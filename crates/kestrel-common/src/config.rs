//! Index configuration.

use crate::error::{KestrelError, Result};
use crate::geometry::Geometry;
use serde::{Deserialize, Serialize};
use std::path::PathBuf;

/// Maximum number of zones an index may be configured with.
pub const MAX_ZONES: u32 = 16;

/// Default mean delta between consecutive volume index keys.
pub const DEFAULT_VOLUME_INDEX_MEAN_DELTA: u32 = 4096;

/// Configuration for a KestrelDB index instance.
#[derive(Debug, Clone, Serialize, Deserialize)]
pub struct IndexConfig {
    /// The volume geometry.
    pub geometry: Geometry,
    /// Number of parallel zones (one request thread each).
    pub zone_count: u32,
    /// Mean delta between consecutive keys in a volume index delta list.
    pub volume_index_mean_delta: u32,
    /// Number of chapters the sparse chapter index cache can hold.
    pub cache_chapters: u32,
    /// One in this many names is a sample (hook) in a sparse index.
    pub sparse_sample_rate: u32,
    /// Number of page cache reader threads.
    pub read_threads: u32,
    /// Number of chapters' worth of pages held by the page cache.
    pub cache_chapters_of_pages: u32,
    /// Directory for the volume file and index saves.
    pub data_dir: PathBuf,
    /// Nonce stamped on every chapter index page of this volume.
    pub nonce: u64,
    /// Enable fsync after volume writes.
    pub fsync_enabled: bool,
}

impl IndexConfig {
    /// Creates a configuration with default tuning for the given geometry.
    pub fn new(geometry: Geometry, data_dir: impl Into<PathBuf>) -> Self {
        Self {
            geometry,
            zone_count: 1,
            volume_index_mean_delta: DEFAULT_VOLUME_INDEX_MEAN_DELTA,
            cache_chapters: 3,
            sparse_sample_rate: 32,
            read_threads: 2,
            cache_chapters_of_pages: 5,
            data_dir: data_dir.into(),
            nonce: 0x6b65_7374_7265_6c00,
            fsync_enabled: false,
        }
    }

    /// Validates the configuration.
    pub fn validate(&self) -> Result<()> {
        if self.zone_count == 0 || self.zone_count > MAX_ZONES {
            return Err(KestrelError::ConfigError(format!(
                "zone count {} not in 1..={}",
                self.zone_count, MAX_ZONES
            )));
        }
        if self.geometry.records_per_chapter < self.zone_count {
            return Err(KestrelError::ConfigError(format!(
                "{} records per chapter cannot be split across {} zones",
                self.geometry.records_per_chapter, self.zone_count
            )));
        }
        if self.read_threads == 0 {
            return Err(KestrelError::ConfigError(
                "at least one reader thread is required".to_string(),
            ));
        }
        if self.volume_index_mean_delta < 2 {
            return Err(KestrelError::ConfigError(format!(
                "mean delta {} too small",
                self.volume_index_mean_delta
            )));
        }
        if self.geometry.is_sparse() && self.cache_chapters == 0 {
            return Err(KestrelError::ConfigError(
                "a sparse index requires a sparse cache".to_string(),
            ));
        }
        if self.geometry.is_sparse() && self.sparse_sample_rate < 2 {
            return Err(KestrelError::ConfigError(format!(
                "sample rate {} too small for a sparse index",
                self.sparse_sample_rate
            )));
        }
        Ok(())
    }
}

#[cfg(test)]
mod tests {
    use super::*;

    #[test]
    fn test_config_defaults() {
        let config = IndexConfig::new(Geometry::small_test(), "./data");
        assert_eq!(config.zone_count, 1);
        assert_eq!(config.volume_index_mean_delta, DEFAULT_VOLUME_INDEX_MEAN_DELTA);
        assert!(config.read_threads >= 1);
        assert!(config.validate().is_ok());
    }

    #[test]
    fn test_config_zone_count_bounds() {
        let mut config = IndexConfig::new(Geometry::small_test(), "./data");
        config.zone_count = 0;
        assert!(config.validate().is_err());
        config.zone_count = MAX_ZONES + 1;
        assert!(config.validate().is_err());
        config.zone_count = 4;
        assert!(config.validate().is_ok());
    }

    #[test]
    fn test_config_reader_threads_required() {
        let mut config = IndexConfig::new(Geometry::small_test(), "./data");
        config.read_threads = 0;
        assert!(config.validate().is_err());
    }

    #[test]
    fn test_sparse_requires_cache() {
        let geometry = Geometry::new(3072, 2, 10, 8).unwrap();
        let mut config = IndexConfig::new(geometry, "./data");
        config.cache_chapters = 0;
        assert!(config.validate().is_err());
        config.cache_chapters = 2;
        assert!(config.validate().is_ok());
    }

    #[test]
    fn test_config_serde_roundtrip() {
        let original = IndexConfig::new(Geometry::small_test(), "./data");
        let serialized = serde_json::to_string(&original).unwrap();
        let deserialized: IndexConfig = serde_json::from_str(&serialized).unwrap();
        assert_eq!(original.zone_count, deserialized.zone_count);
        assert_eq!(original.geometry, deserialized.geometry);
        assert_eq!(original.data_dir, deserialized.data_dir);
    }
}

ABOUT THIS EXERCISE
Read the listing line by line, and copy each line in which the word "unwrap" is found.

WORKED SOLUTION
        let geometry = Geometry::new(3072, 2, 10, 8).unwrap();
        let serialized = serde_json::to_string(&original).unwrap();
        let deserialized: IndexConfig = serde_json::from_str(&serialized).unwrap();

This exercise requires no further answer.